Every Monday, I sit through an editorial conference in my own head, deciding which of my experiences to share. These insights are not things I have mastered they are things I am learning, validating, wrestling with, refining, or just coming to terms with.

But this past month gave me one of the most defining lessons of my life.

For the entire month of November, I withdrew my son from daycare.

I cancelled meetings.

I rearranged programs.

I shifted timelines.

I sacrificed convenience.

I rewired my schedule in ways I had never imagined.

He followed me to meetings.

He appeared in my online sessions.

And when he popped up on the screen, I simply explained:

He is home with me.

For one month, we lived, moved, and breathed together.

Today, I took him back to daycare.

And I almost cried.

Even now, as I write, I feel the heaviness. I miss him already. Yesterday, his mummy and I agreed to give it one week. If what I spent one month sowing in him hasn’t taken root yet, I will pull him out again.
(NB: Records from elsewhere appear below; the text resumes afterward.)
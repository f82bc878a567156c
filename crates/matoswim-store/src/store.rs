//! Main store implementation.

use std::path::Path;

use rusqlite::{Connection, OptionalExtension};
use time::OffsetDateTime;
use tracing::{debug, info};

use crate::error::{Error, Result};
use crate::schema;

/// SQLite-backed key-value store.
pub struct Store {
    conn: Connection,
}

impl std::fmt::Debug for Store {
    fn fmt(&self, f: &mut std::fmt::Formatter<'_>) -> std::fmt::Result {
        f.debug_struct("Store")
            .field("path", &self.conn.path())
            .finish()
    }
}

impl Store {
    /// Open or create a database at the given path.
    pub fn open<P: AsRef<Path>>(path: P) -> Result<Self> {
        let path = path.as_ref();

        if let Some(parent) = path.parent()
            && !parent.as_os_str().is_empty()
            && !parent.exists()
        {
            std::fs::create_dir_all(parent).map_err(|e| Error::CreateDirectory {
                path: parent.to_path_buf(),
                source: e,
            })?;
        }

        info!("Opening database at {}", path.display());
        let conn = Connection::open(path)?;

        conn.execute_batch(
            "PRAGMA journal_mode = WAL;
             PRAGMA synchronous = NORMAL;",
        )?;

        schema::initialize(&conn)?;

        Ok(Self { conn })
    }

    /// Open an in-memory database (for testing).
    pub fn open_in_memory() -> Result<Self> {
        let conn = Connection::open_in_memory()?;
        schema::initialize(&conn)?;
        Ok(Self { conn })
    }

    /// Read a value.
    pub fn get(&self, key: &str) -> Result<Option<String>> {
        let value = self
            .conn
            .query_row(
                "SELECT value FROM preferences WHERE key = ?1",
                [key],
                |row| row.get(0),
            )
            .optional()?;
        Ok(value)
    }

    /// Write a value, replacing any previous one.
    pub fn set(&self, key: &str, value: &str) -> Result<()> {
        self.set_many(&[(key, value)])
    }

    /// Write several values in one transaction.
    ///
    /// Either every entry is stored or, on error, none is.
    pub fn set_many(&self, entries: &[(&str, &str)]) -> Result<()> {
        let now = OffsetDateTime::now_utc().unix_timestamp();
        let tx = self.conn.unchecked_transaction()?;
        {
            let mut stmt = tx.prepare_cached(
                "INSERT INTO preferences (key, value, updated_at) VALUES (?1, ?2, ?3)
                 ON CONFLICT(key) DO UPDATE SET
                    value = excluded.value,
                    updated_at = excluded.updated_at",
            )?;
            for (key, value) in entries {
                stmt.execute(rusqlite::params![key, value, now])?;
            }
        }
        tx.commit()?;
        debug!("Stored {} value(s)", entries.len());
        Ok(())
    }
}

#[cfg(test)]
mod tests {
    use super::*;

    #[test]
    fn test_get_missing_key() {
        let store = Store::open_in_memory().unwrap();
        assert_eq!(store.get("lastWaterTemperature").unwrap(), None);
    }

    #[test]
    fn test_set_and_overwrite() {
        let store = Store::open_in_memory().unwrap();
        store.set("temperatureThreshold", "18.0").unwrap();
        store.set("temperatureThreshold", "19.5").unwrap();

        assert_eq!(
            store.get("temperatureThreshold").unwrap().as_deref(),
            Some("19.5")
        );
    }

    #[test]
    fn test_set_many() {
        let store = Store::open_in_memory().unwrap();
        store.set("lastWaterTemperature", "17.0").unwrap();
        store
            .set_many(&[
                ("lastUpdatedTime", "14:03:22"),
                ("lastWaterTemperature", "18.5"),
            ])
            .unwrap();

        assert_eq!(
            store.get("lastWaterTemperature").unwrap().as_deref(),
            Some("18.5")
        );
        assert_eq!(
            store.get("lastUpdatedTime").unwrap().as_deref(),
            Some("14:03:22")
        );
    }

    #[test]
    fn test_failed_batch_is_rolled_back() {
        let store = Store::open_in_memory().unwrap();
        store.set("lastWaterTemperature", "17.0").unwrap();
        store
            .conn
            .execute_batch(
                "CREATE TRIGGER reject_timestamp BEFORE INSERT ON preferences
                 WHEN NEW.key = 'lastUpdatedAt'
                 BEGIN SELECT RAISE(ABORT, 'rejected'); END;",
            )
            .unwrap();

        let result = store.set_many(&[
            ("lastWaterTemperature", "19.0"),
            ("lastUpdatedAt", "2024-07-26T14:00:00Z"),
        ]);
        assert!(result.is_err());
        assert_eq!(
            store.get("lastWaterTemperature").unwrap().as_deref(),
            Some("17.0")
        );
        assert_eq!(store.get("lastUpdatedAt").unwrap(), None);
    }

    #[test]
    fn test_values_survive_reopen() {
        let dir = tempfile::tempdir().unwrap();
        let path = dir.path().join("nested").join("data.db");

        {
            let store = Store::open(&path).unwrap();
            store.set("lastWaterTemperature", "17.6").unwrap();
        }

        let store = Store::open(&path).unwrap();
        assert_eq!(
            store.get("lastWaterTemperature").unwrap().as_deref(),
            Some("17.6")
        );
    }
}
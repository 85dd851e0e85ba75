//! Async readline input handling for the chat loop.
//!
//! Wraps `rustyline_async::Readline` so lines can be read while replies
//! are printed through the paired `SharedWriter`.

use rustyline_async::{Readline, ReadlineError, ReadlineEvent, SharedWriter};

/// Events produced by the input handler.
#[derive(Debug)]
pub enum InputEvent {
    /// User submitted a line, as typed.
    Message(String),
    /// End of file (Ctrl+D).
    Eof,
    /// Interrupt signal (Ctrl+C).
    Interrupted,
}

/// Async input handler wrapping rustyline_async.
pub struct ChatInput {
    rl: Readline,
}

impl ChatInput {
    /// Create the input handler with the given prompt.
    ///
    /// Returns the handler and a `SharedWriter` for printing output without
    /// disturbing the prompt.
    pub fn new(prompt: String) -> Result<(Self, SharedWriter), ReadlineError> {
        let (rl, stdout) = Readline::new(prompt)?;
        Ok((Self { rl }, stdout))
    }

    /// Read a line of input. Read errors are treated as end of input.
    pub async fn read_line(&mut self) -> InputEvent {
        match self.rl.readline().await {
            Ok(ReadlineEvent::Line(line)) => {
                if !line.trim().is_empty() {
                    self.rl.add_history_entry(line.clone());
                }
                InputEvent::Message(line)
            }
            Ok(ReadlineEvent::Eof) => InputEvent::Eof,
            Ok(ReadlineEvent::Interrupted) => InputEvent::Interrupted,
            Err(_) => InputEvent::Eof,
        }
    }

    /// Clear the terminal screen.
    pub fn clear(&mut self) {
        let _ = self.rl.clear();
    }

    /// Restore the terminal before exiting.
    pub fn flush(&mut self) {
        let _ = self.rl.flush();
    }
}
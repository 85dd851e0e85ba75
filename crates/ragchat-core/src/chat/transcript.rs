//! Explicit persistence step for the conversation transcript.

use ragchat_types::error::RepositoryError;

use crate::chat::conversation::ConversationState;
use crate::storage::kv_store::{KvOp, KvStore};

/// Durable store key holding the serialized transcript.
pub const MESSAGES_KEY: &str = "chat_messages";

/// Loads and saves a `ConversationState` under [`MESSAGES_KEY`].
pub struct TranscriptStore<S: KvStore> {
    store: S,
}

impl<S: KvStore> TranscriptStore<S> {
    pub fn new(store: S) -> Self {
        Self { store }
    }

    /// Load the last persisted transcript. Malformed data loads as empty.
    pub async fn load(&self) -> Result<ConversationState, RepositoryError> {
        let raw = self.store.get(MESSAGES_KEY).await?;
        Ok(ConversationState::restore(raw.as_deref()))
    }

    /// Overwrite the persisted transcript with `state`.
    pub async fn save(&self, state: &ConversationState) -> Result<(), RepositoryError> {
        let json = state.to_json()?;
        self.store.set(MESSAGES_KEY, &json).await
    }

    /// Removal of the persisted transcript, for inclusion in an atomic batch.
    pub fn clear_op(&self) -> KvOp {
        KvOp::delete(MESSAGES_KEY)
    }
}

#[cfg(test)]
mod tests {
    use super::*;
    use crate::storage::memory::MemoryKvStore;
    use ragchat_types::message::Message;

    #[tokio::test]
    async fn test_save_then_load() {
        let store = MemoryKvStore::new();
        let transcripts = TranscriptStore::new(store.clone());

        let state = ConversationState::from_messages(vec![
            Message::user("hello"),
            Message::bot("hi there"),
        ]);
        transcripts.save(&state).await.unwrap();

        assert_eq!(
            store.raw(MESSAGES_KEY).as_deref(),
            Some(r#"[{"sender":"user","text":"hello"},{"sender":"bot","text":"hi there"}]"#)
        );
        assert_eq!(transcripts.load().await.unwrap(), state);
    }

    #[tokio::test]
    async fn test_load_empty_store() {
        let transcripts = TranscriptStore::new(MemoryKvStore::new());
        assert!(transcripts.load().await.unwrap().is_empty());
    }

    #[tokio::test]
    async fn test_load_malformed_does_not_fail() {
        let store = MemoryKvStore::new().with_entry(MESSAGES_KEY, "[{\"sender\":");
        let transcripts = TranscriptStore::new(store);
        assert!(transcripts.load().await.unwrap().is_empty());
    }

    #[tokio::test]
    async fn test_clear_op_targets_messages_key() {
        let store = MemoryKvStore::new().with_entry(MESSAGES_KEY, "[]");
        let transcripts = TranscriptStore::new(store.clone());

        store.commit(vec![transcripts.clear_op()]).await.unwrap();
        assert!(store.raw(MESSAGES_KEY).is_none());
    }
}
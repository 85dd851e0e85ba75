//! Chat controller orchestrating session, transcript, and chat service.
//!
//! ChatController owns the `SessionManager`, the in-memory
//! `ConversationState`, and the `TranscriptStore`, and runs each exchange
//! through the `ExchangeGate`:
//!
//! 1. persist the transcript with the user message appended, then adopt it
//!    in memory and notify the view
//! 2. call the chat service with the active session id
//! 3. same as step 1 for the answer (or the fallback reply)
//!
//! The in-memory transcript only changes after the store accepted it. The
//! state lock is never held across a chat service call.

use std::sync::Arc;
use std::time::Instant;

use ragchat_types::config::{ClientConfig, ExchangeMode, ResetPolicy};
use ragchat_types::error::{ChatError, ChatServiceError};
use ragchat_types::message::Message;
use ragchat_types::session::SessionId;
use tokio::sync::{watch, Mutex};
use tracing::{debug, info, warn};

use crate::chat::conversation::ConversationState;
use crate::chat::exchange::{ExchangeGate, ExchangeState};
use crate::chat::session::SessionManager;
use crate::chat::transcript::TranscriptStore;
use crate::chat::view::TranscriptView;
use crate::client::ChatBackend;
use crate::storage::kv_store::KvStore;

/// Bot message appended when the chat service cannot produce an answer.
pub const FALLBACK_REPLY: &str = "Error getting response.";

/// Behavior knobs for the controller.
#[derive(Debug, Clone, Copy, Default, PartialEq, Eq)]
pub struct ControllerSettings {
    pub reset_policy: ResetPolicy,
    pub exchange_mode: ExchangeMode,
}

impl From<&ClientConfig> for ControllerSettings {
    fn from(config: &ClientConfig) -> Self {
        Self {
            reset_policy: config.reset_policy,
            exchange_mode: config.exchange_mode,
        }
    }
}

/// A completed exchange.
#[derive(Debug, Clone)]
pub struct Exchange {
    pub session_id: SessionId,
    pub user: Message,
    pub reply: Message,
    /// `Resolved` if `reply` came from the service, `Failed` if it is the fallback.
    pub state: ExchangeState,
    pub response_ms: u64,
}

#[derive(Debug, Clone)]
pub enum SendOutcome {
    /// Blank input; nothing was appended or sent.
    Ignored,
    Completed(Exchange),
}

/// Result of a reset that rotated the local session.
#[derive(Debug, Clone)]
pub struct ResetReport {
    pub previous: SessionId,
    pub current: SessionId,
    /// Set when the chat service did not acknowledge the reset.
    pub remote_error: Option<ChatServiceError>,
}

impl ResetReport {
    pub fn acknowledged(&self) -> bool {
        self.remote_error.is_none()
    }
}

struct ControllerState<S: KvStore> {
    sessions: SessionManager<S>,
    conversation: ConversationState,
}

/// Keeps the session id, the transcript, and the chat service consistent.
pub struct ChatController<S: KvStore + Clone, B: ChatBackend> {
    backend: B,
    transcripts: TranscriptStore<S>,
    state: Mutex<ControllerState<S>>,
    gate: ExchangeGate,
    reset_policy: ResetPolicy,
    view: Option<Arc<dyn TranscriptView>>,
}

impl<S: KvStore + Clone, B: ChatBackend> ChatController<S, B> {
    /// Restore the persisted transcript and get-or-create the session id.
    pub async fn open(
        store: S,
        backend: B,
        settings: ControllerSettings,
    ) -> Result<Self, ChatError> {
        let transcripts = TranscriptStore::new(store.clone());
        let conversation = transcripts.load().await?;

        let mut sessions = SessionManager::new(store);
        let session_id = sessions.get_or_create_session_id().await?;

        info!(
            session_id = %session_id,
            messages = conversation.len(),
            "Chat controller ready"
        );

        Ok(Self {
            backend,
            transcripts,
            state: Mutex::new(ControllerState {
                sessions,
                conversation,
            }),
            gate: ExchangeGate::new(settings.exchange_mode),
            reset_policy: settings.reset_policy,
            view: None,
        })
    }

    /// Install the transcript observer.
    pub fn with_view(mut self, view: Arc<dyn TranscriptView>) -> Self {
        self.view = Some(view);
        self
    }

    pub fn reset_policy(&self) -> ResetPolicy {
        self.reset_policy
    }

    pub fn exchange_state(&self) -> ExchangeState {
        self.gate.state()
    }

    pub fn subscribe_exchange_state(&self) -> watch::Receiver<ExchangeState> {
        self.gate.subscribe()
    }

    /// The active session id.
    pub async fn session_id(&self) -> Result<SessionId, ChatError> {
        let mut state = self.state.lock().await;
        Ok(state.sessions.get_or_create_session_id().await?)
    }

    /// Snapshot of the transcript in display order.
    pub async fn transcript(&self) -> Vec<Message> {
        self.state.lock().await.conversation.messages().to_vec()
    }

    /// Run one exchange for `text`.
    ///
    /// Blank input is ignored; anything else is stored and sent exactly as
    /// typed. A chat service failure never surfaces as an error: the fallback
    /// reply is appended instead. Errors returned here come from the gate or
    /// from the durable store, and leave the in-memory transcript as it was
    /// before the exchange.
    pub async fn send(&self, text: &str) -> Result<SendOutcome, ChatError> {
        if text.trim().is_empty() {
            debug!("Ignoring blank input");
            return Ok(SendOutcome::Ignored);
        }

        let permit = self.gate.acquire().await?;
        let user = Message::user(text);

        let (session_id, before) = {
            let mut state = self.state.lock().await;
            let session_id = state.sessions.get_or_create_session_id().await?;
            let before = state.conversation.clone();
            let mut next = before.clone();
            next.append(user.clone());
            self.commit(&mut state, next).await?;
            (session_id, before)
        };

        permit.begin();
        let started = Instant::now();
        let (reply, outcome) = match self.backend.send_query(text, &session_id).await {
            Ok(answer) => (Message::bot(answer), ExchangeState::Resolved),
            Err(e) => {
                warn!(
                    session_id = %session_id,
                    error = %e,
                    "Chat request failed, using fallback reply"
                );
                (Message::bot(FALLBACK_REPLY), ExchangeState::Failed)
            }
        };
        let response_ms = started.elapsed().as_millis() as u64;

        {
            let mut state = self.state.lock().await;
            let mut next = state.conversation.clone();
            next.append(reply.clone());
            if let Err(e) = self.commit(&mut state, next).await {
                self.roll_back(&mut state, before).await;
                return Err(e);
            }
        }
        permit.settle(outcome);

        debug!(
            session_id = %session_id,
            outcome = %outcome,
            response_ms,
            "Exchange finished"
        );

        Ok(SendOutcome::Completed(Exchange {
            session_id,
            user,
            reply,
            state: outcome,
            response_ms,
        }))
    }

    /// End the current session.
    ///
    /// Notifies the chat service with the *current* id first. Then, per the
    /// reset policy, rotates the id and clears the transcript in one atomic
    /// store commit.
    pub async fn reset(&self) -> Result<ResetReport, ChatError> {
        let _permit = self.gate.acquire().await?;
        let previous = self.session_id().await?;

        let remote_error = match self.backend.reset_session(&previous).await {
            Ok(()) => None,
            Err(e) if self.reset_policy == ResetPolicy::RequireAck => {
                warn!(
                    session_id = %previous,
                    error = %e,
                    "Reset not acknowledged, keeping session"
                );
                return Err(ChatError::ResetRejected(e));
            }
            Err(e) => {
                warn!(
                    session_id = %previous,
                    error = %e,
                    "Reset not acknowledged, rotating anyway"
                );
                Some(e)
            }
        };

        let mut state = self.state.lock().await;
        let clear = self.transcripts.clear_op();
        let current = state.sessions.rotate_with(vec![clear]).await?;
        state.conversation.clear();
        self.notify(&state.conversation);

        Ok(ResetReport {
            previous,
            current,
            remote_error,
        })
    }

    /// Persist `next`, then make it the in-memory transcript and let the
    /// view catch up. On a store error the in-memory transcript is untouched.
    async fn commit(
        &self,
        state: &mut ControllerState<S>,
        next: ConversationState,
    ) -> Result<(), ChatError> {
        self.transcripts.save(&next).await?;
        state.conversation = next;
        self.notify(&state.conversation);
        Ok(())
    }

    /// Drop an unanswered user message after its reply could not be saved.
    ///
    /// The in-memory transcript always returns to `before`. The store is
    /// rewritten on a best-effort basis; if that also fails, the next
    /// successful save overwrites the stale entry.
    async fn roll_back(&self, state: &mut ControllerState<S>, before: ConversationState) {
        if let Err(e) = self.transcripts.save(&before).await {
            warn!(error = %e, "Could not roll back unanswered message in store");
        }
        state.conversation = before;
        self.notify(&state.conversation);
    }

    fn notify(&self, conversation: &ConversationState) {
        if let Some(view) = &self.view {
            view.transcript_changed(conversation.messages());
        }
    }
}
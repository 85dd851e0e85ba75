//! Data directory resolution.

use std::path::PathBuf;

/// Environment variable overriding the data directory.
pub const DATA_DIR_ENV: &str = "RAGCHAT_DATA_DIR";

/// Resolve the data directory from environment or platform defaults.
///
/// Priority:
/// 1. `RAGCHAT_DATA_DIR` environment variable
/// 2. `~/.ragchat`
/// 3. `.ragchat` in the current directory
pub fn resolve_data_dir() -> PathBuf {
    data_dir_from(std::env::var(DATA_DIR_ENV).ok(), dirs::home_dir())
}

fn data_dir_from(env: Option<String>, home: Option<PathBuf>) -> PathBuf {
    if let Some(dir) = env.filter(|d| !d.trim().is_empty()) {
        return PathBuf::from(dir);
    }

    if let Some(home) = home {
        return home.join(".ragchat");
    }

    PathBuf::from(".ragchat")
}
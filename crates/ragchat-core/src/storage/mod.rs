//! Durable storage abstractions for ragchat.
//!
//! Defines the key-value store trait the session and transcript live in.
//! Implementations live in ragchat-infra.

pub mod kv_store;

#[cfg(test)]
pub(crate) mod memory;
//! Main chat loop orchestration.
//!
//! Restores the session, prints the banner and the saved transcript, then
//! reads lines until Ctrl+D or `/exit`. Every line that is not a slash
//! command becomes one exchange through the `ChatController`.

use std::sync::Arc;

use console::style;
use tracing::{info, warn};

use ragchat_core::chat::controller::SendOutcome;
use ragchat_types::error::ChatError;

use crate::cli::session::reset_in_chat;
use crate::state::AppState;

use super::banner::print_welcome_banner;
use super::commands::{self, ChatCommand};
use super::input::{ChatInput, InputEvent};
use super::view::TerminalView;

/// Run the interactive chat loop for the active profile.
pub async fn run_chat_loop(state: &AppState) -> anyhow::Result<()> {
    let view = Arc::new(TerminalView::new(Box::new(std::io::stdout()), false));
    let controller = state.controller().await?.with_view(view.clone());

    let session_id = controller.session_id().await?;
    let transcript = controller.transcript().await;
    info!(session_id = %session_id, profile = %state.profile, "Starting chat loop");

    print_welcome_banner(
        &state.config.title,
        &state.config.base_url,
        session_id.short(),
        transcript.len(),
    );
    view.replay(&transcript);

    let prompt = format!("  {} ", style("You >").green().bold());
    let (mut chat_input, writer) =
        ChatInput::new(prompt).map_err(|e| anyhow::anyhow!("Failed to initialize input: {e}"))?;
    view.set_writer(Box::new(writer));

    loop {
        let text = match chat_input.read_line().await {
            InputEvent::Eof => {
                view.notice(&format!("\n  {}", style("Session saved. Bye!").dim()));
                break;
            }
            InputEvent::Interrupted => {
                view.notice(&format!(
                    "\n  {}",
                    style("Press Ctrl+D to exit, or keep chatting.").dim()
                ));
                continue;
            }
            InputEvent::Message(text) if text.trim().is_empty() => continue,
            InputEvent::Message(text) => text,
        };

        if let Some(cmd) = commands::parse(&text) {
            match cmd {
                ChatCommand::Help => commands::print_help(),
                ChatCommand::Clear => chat_input.clear(),
                ChatCommand::Exit => {
                    view.notice(&format!("\n  {}", style("Session saved. Bye!").dim()));
                    break;
                }
                ChatCommand::Reset => {
                    for line in reset_in_chat(&controller).await {
                        view.notice(&line);
                    }
                }
                ChatCommand::History => {
                    let transcript = controller.transcript().await;
                    if transcript.is_empty() {
                        view.notice(&format!("\n  {}\n", style("No messages yet.").dim()));
                    } else {
                        view.notice("");
                        view.replay(&transcript);
                        view.notice("");
                    }
                }
                ChatCommand::Session => match controller.session_id().await {
                    Ok(id) => view.notice(&format!(
                        "\n  {}  {}\n",
                        style("Session:").bold(),
                        style(id).cyan()
                    )),
                    Err(e) => view.notice(&format!("\n  {} {e}\n", style("!").red().bold())),
                },
                ChatCommand::Unknown(name) => view.notice(&format!(
                    "\n  {} Unknown command: {}. Type /help for available commands.\n",
                    style("?").yellow().bold(),
                    style(name).dim()
                )),
            }
            continue;
        }

        view.begin_wait();
        let outcome = controller.send(&text).await;
        view.end_wait();

        match outcome {
            Ok(SendOutcome::Completed(exchange)) => {
                view.notice(&format!(
                    "\n{}\n",
                    view.renderer().stats_footer(exchange.response_ms, exchange.state)
                ));
            }
            Ok(SendOutcome::Ignored) => {}
            Err(ChatError::ExchangeInFlight) => view.notice(&format!(
                "\n  {} Still waiting for the previous reply.\n",
                style("!").yellow().bold()
            )),
            Err(e) => {
                warn!(error = %e, "Exchange failed");
                view.notice(&format!("\n  {} {e}\n", style("!").red().bold()));
            }
        }
    }

    chat_input.flush();
    Ok(())
}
My schedule can scatter. My plans can shift. But my son cannot be placed on the waiting list of my life.

I run multiple organizations in Nigeria.

I run multiple organizations in the United States.

My workload is not busy, it is amoeba-like.

People say they struggle to find time to eat; sometimes I struggle to find time to breathe.

But nothing, no program, no project, no vision, compares to the responsibility of raising my child.

That one-month immersion reminded me of a truth I have taught parents for decades, but this time it descended on me with brutal clarity:

The responsibility of raising a child cannot be delegated.

You may delegate support,

but you cannot delegate essence.

You may delegate tasks,

but you cannot delegate destiny.

You may outsource activities,

but you cannot outsource identity.

Any delegation that pushes the parent away from being the primary source of influence and inspiration is not delegation.

It is an attack on destiny.

Schools can assist.

Daycares can support.

Nannies can help.

Extended family can contribute.

But the parent must remain the driver, not the passenger.

That is the heart of my rant today.

I keep learning.

I keep watching.

I keep adjusting, with humility, with fear, with hope.

I do not beat my son.

I do not shout at him.

I reason with him.

I speak to him as a person not with the vocabulary of an adult, but with the dignity of a human being.

Children understand far more than adults allow.

Before my son ever spoke a word, he understood the language of the environment because the environment was teaching him.

If the environment can teach him, then I must teach him deliberately.

This is the labour of parenting in my fifties.

This is my classroom.

This is my curriculum.

And today, this is all I have to offer:

a vulnerable reflection from a father who is trying, who is learning, who is adjusting, and who refuses to surrender his son’s destiny to chance.

Do have an INSPIRED week ahead with the family.